Şimdi Kur artışından dolayı ithal tüketim malları daha pahalı geldiği, ayrıca GSYH küçülme olduğu ve gelirler azaldı, toplam talep daraldı ve sonuçta tüketim malları ithalatı da azaldı. 2018 ilk 6 ayında 13.5 milyar dolar olan tüketim malı ithalatı bu sene aynı dönemde 8.6 milyar dolara geriledi.
Normal koşullarda kur artışı ithal aramalı fiyatlarını artırdığı için yerine içeride aramalı üretiminin artması gerekirdi. Ne var ki hukuki altyapı ve güven sorunu olduğu için fiilen kimse yatırım yapmadı.

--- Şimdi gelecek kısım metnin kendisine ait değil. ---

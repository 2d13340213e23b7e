mod check;
mod completions;
mod generate;
mod init;
mod list;

use std::path::PathBuf;

use check::CheckCommand;
use clap::{Args, Parser, Subcommand};
use completions::CompletionsCommand;
use eyre::Result;
use generate::GenerateCommand;
use init::InitCommand;
use list::ListCommand;
use suigen_manifest::SuigenToml;

/// Extension trait for exiting on manifest errors with pretty formatting
pub(crate) trait UnwrapOrExit<T> {
    fn unwrap_or_exit(self) -> T;
}

impl<T> UnwrapOrExit<T> for suigen_manifest::Result<T> {
    fn unwrap_or_exit(self) -> T {
        match self {
            Ok(v) => v,
            Err(e) => {
                eprintln!("{:?}", miette::Report::new(*e));
                std::process::exit(1);
            }
        }
    }
}

#[derive(Parser)]
#[command(name = "suigen")]
#[command(version)]
#[command(about = "Generate TypeScript bindings for Sui Move packages")]
pub(crate) struct Cli {
    /// Log debug output (RUST_LOG takes precedence)
    #[arg(long, global = true)]
    pub debug: bool,

    #[command(subcommand)]
    command: Commands,
}

impl Cli {
    pub fn run(&self) -> Result<()> {
        match &self.command {
            Commands::Init(cmd) => cmd.run(),
            Commands::Generate(cmd) => cmd.run(),
            Commands::Check(cmd) => cmd.run(),
            Commands::List(cmd) => cmd.run(),
            Commands::Completions(cmd) => cmd.run(),
        }
    }
}

#[derive(Subcommand)]
enum Commands {
    /// Create a starter suigen.toml
    Init(InitCommand),

    /// Generate TypeScript bindings from schema snapshots
    Generate(GenerateCommand),

    /// Validate suigen.toml and load every schema snapshot
    Check(CheckCommand),

    /// List modules, structs and functions of the configured packages
    List(ListCommand),

    /// Generate shell completions
    Completions(CompletionsCommand),
}

/// Options shared by commands that read suigen.toml.
#[derive(Args)]
pub(crate) struct ConfigArgs {
    /// Path to suigen.toml (defaults to ./suigen.toml)
    #[arg(short, long, default_value = "suigen.toml")]
    pub config: PathBuf,

    /// Network whose package ids to use (defaults to generator.network)
    #[arg(short, long)]
    pub network: Option<String>,
}

impl ConfigArgs {
    pub fn open(&self) -> SuigenToml {
        SuigenToml::open(&self.config).unwrap_or_exit()
    }
}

Ekonomide küçülme olmasaydı, büyüme devam etseydi, TL'nin aşırı değer kazanmasından dolayı tüketim malı ithalatında bir miktar düşme olurdu, ancak yerli ikame üretim olmadığı için ithal girdi fazla azalmazdı. Zira oligopol piyasa yapısı nedeniyle üretici ithalat nedeniyle maliyetleri artsa da bunu perakendeye yansıtabiliyor. Bunu yaşadık ve gördük…Geçen sene Yi-ÜFE artışı TÜFE'yi de artırdı.
Bu şartlarda büyüme olursa, üretimde dışa bağımlı yapı değişmediği için cari açık tekrar artacaktır.

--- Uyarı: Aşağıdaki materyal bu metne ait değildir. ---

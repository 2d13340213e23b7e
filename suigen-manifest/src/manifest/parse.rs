//! Manifest parsing from files and strings.

use std::{path::Path, str::FromStr};

use super::{Manifest, PackageEntry, validate::ParseContext};
use crate::{Error, Result, error::SourceContext};

impl FromStr for Manifest {
    type Err = Box<Error>;

    fn from_str(s: &str) -> Result<Self> {
        parse_manifest(s, "suigen.toml")
    }
}

impl Manifest {
    /// Parse a suigen.toml file from the given path.
    pub fn from_file(path: impl AsRef<Path>) -> Result<Self> {
        let path = path.as_ref();
        let content = std::fs::read_to_string(path).map_err(|e| {
            Box::new(Error::Io {
                path: path.to_path_buf(),
                source: e,
            })
        })?;
        parse_manifest(&content, &path.display().to_string())
    }

    /// Parse a suigen.toml from a string with a custom filename for error reporting.
    pub fn from_str_with_filename(content: &str, filename: &str) -> Result<Self> {
        parse_manifest(content, filename)
    }
}

/// Parse a manifest from content with the given filename for error reporting.
pub fn parse_manifest(content: &str, filename: &str) -> Result<Manifest> {
    let source_ctx = SourceContext::new(content, filename);
    let manifest: Manifest = toml::from_str(content).map_err(|e| source_ctx.parse_error(e))?;
    validate_manifest(&manifest, content, filename)?;
    Ok(manifest)
}

/// Validate the manifest after parsing.
fn validate_manifest(manifest: &Manifest, src: &str, filename: &str) -> Result<()> {
    let ctx = ParseContext::new(src, filename);

    validate_packages(&ctx, manifest.packages.iter())?;

    for (network, config) in &manifest.networks {
        let net_ctx = ctx.push(network);
        validate_packages(&net_ctx, config.packages.iter())?;
    }

    if let Some(network) = &manifest.generator.network
        && !manifest.networks.contains_key(network)
    {
        let message = format!("default network '{}' has no [networks.{}] section", network, network);
        return Err(match ctx.find_value_span(network) {
            Some(span) => ctx.source_context().validation_error_at(message, span),
            None => ctx.source_context().validation_error(message),
        });
    }

    Ok(())
}

fn validate_packages<'a>(
    ctx: &ParseContext<'_>,
    packages: impl Iterator<Item = (&'a String, &'a PackageEntry)>,
) -> Result<()> {
    for (name, entry) in packages {
        ctx.validate_package_name(name)?;
        ctx.validate_package_id(name, entry.id())?;
    }
    Ok(())
}

#[cfg(test)]
mod tests {
    use super::*;

    #[test]
    fn test_parse_error_has_span() {
        let err = Manifest::from_str("[packages\ncounter = \"0x1\"").unwrap_err();
        match *err {
            Error::Parse { span, .. } => assert!(span.is_some()),
            other => panic!("unexpected error: {other:?}"),
        }
    }

    #[test]
    fn test_unknown_field_is_rejected() {
        let err = Manifest::from_str("[generator]\nout = \"x\"\n").unwrap_err();
        assert!(matches!(*err, Error::Parse { .. }));
    }

    #[test]
    fn test_invalid_package_name() {
        let err = Manifest::from_str("[packages]\n9lives = \"0x1\"\n").unwrap_err();
        match *err {
            Error::InvalidName { name, span, .. } => {
                assert_eq!(name, "9lives");
                assert_eq!(span.map(|s| s.offset()), Some(11));
            }
            other => panic!("unexpected error: {other:?}"),
        }
    }

    #[test]
    fn test_invalid_package_id() {
        let src = "[packages]\ncounter = \"0xnothex\"\n";
        let err = Manifest::from_str(src).unwrap_err();
        match *err {
            Error::InvalidPackageId { name, id, span, .. } => {
                assert_eq!(name, "counter");
                assert_eq!(id, "0xnothex");
                let span = span.unwrap();
                assert_eq!(&src[span.offset()..span.offset() + span.len()], "0xnothex");
            }
            other => panic!("unexpected error: {other:?}"),
        }
    }

    #[test]
    fn test_network_packages_are_validated() {
        let err = Manifest::from_str("[networks.testnet.packages]\ncounter = \"123\"\n").unwrap_err();
        assert!(matches!(*err, Error::InvalidPackageId { .. }));
    }

    #[test]
    fn test_default_network_must_exist() {
        let err = Manifest::from_str("[generator]\nnetwork = \"devnet\"\n").unwrap_err();
        match *err {
            Error::Validation { message, span, .. } => {
                assert!(message.contains("devnet"));
                assert!(span.is_some());
            }
            other => panic!("unexpected error: {other:?}"),
        }
    }
}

TL'nin yüzde 25 dolayında daha düşük değerde olması nedeniyle bu sene yüksek kur artışları olmadı. İlk 6 ayda kaynağı belirsiz para girişi de olmadı. Tersine az da olsa çıkış oldu. Bu demektir ki ekonomi yönetimi kuru frenlemek için kaynağı belirsiz döviz girişlerine ya göz yumuyor veya dolaylı yoldan teşvik ediyor.
Yukarıdaki tabloda yer alan doğrudan yatırım girişleri geçen seneye göre değişmemiş. Aslında bu girişlerin kaynağı da yabancılara gayrimenkul satışlarıdır.
Diğer yatırımların büyük kısmı dış borçlardan oluşuyor. Dış borçlarda bu sene net ödeme yapılmış.
Çözümler dönüp dolaşıp aynı kapıya çıkıyor. Hukuki ve demokratik altyapıyı yeniden inşa ederek yatırımların önünü açmalıyız.
Ciddi bir planlama yaparak, günübirlik politikalardan ve günlük kararlardan kurtulmalıyız.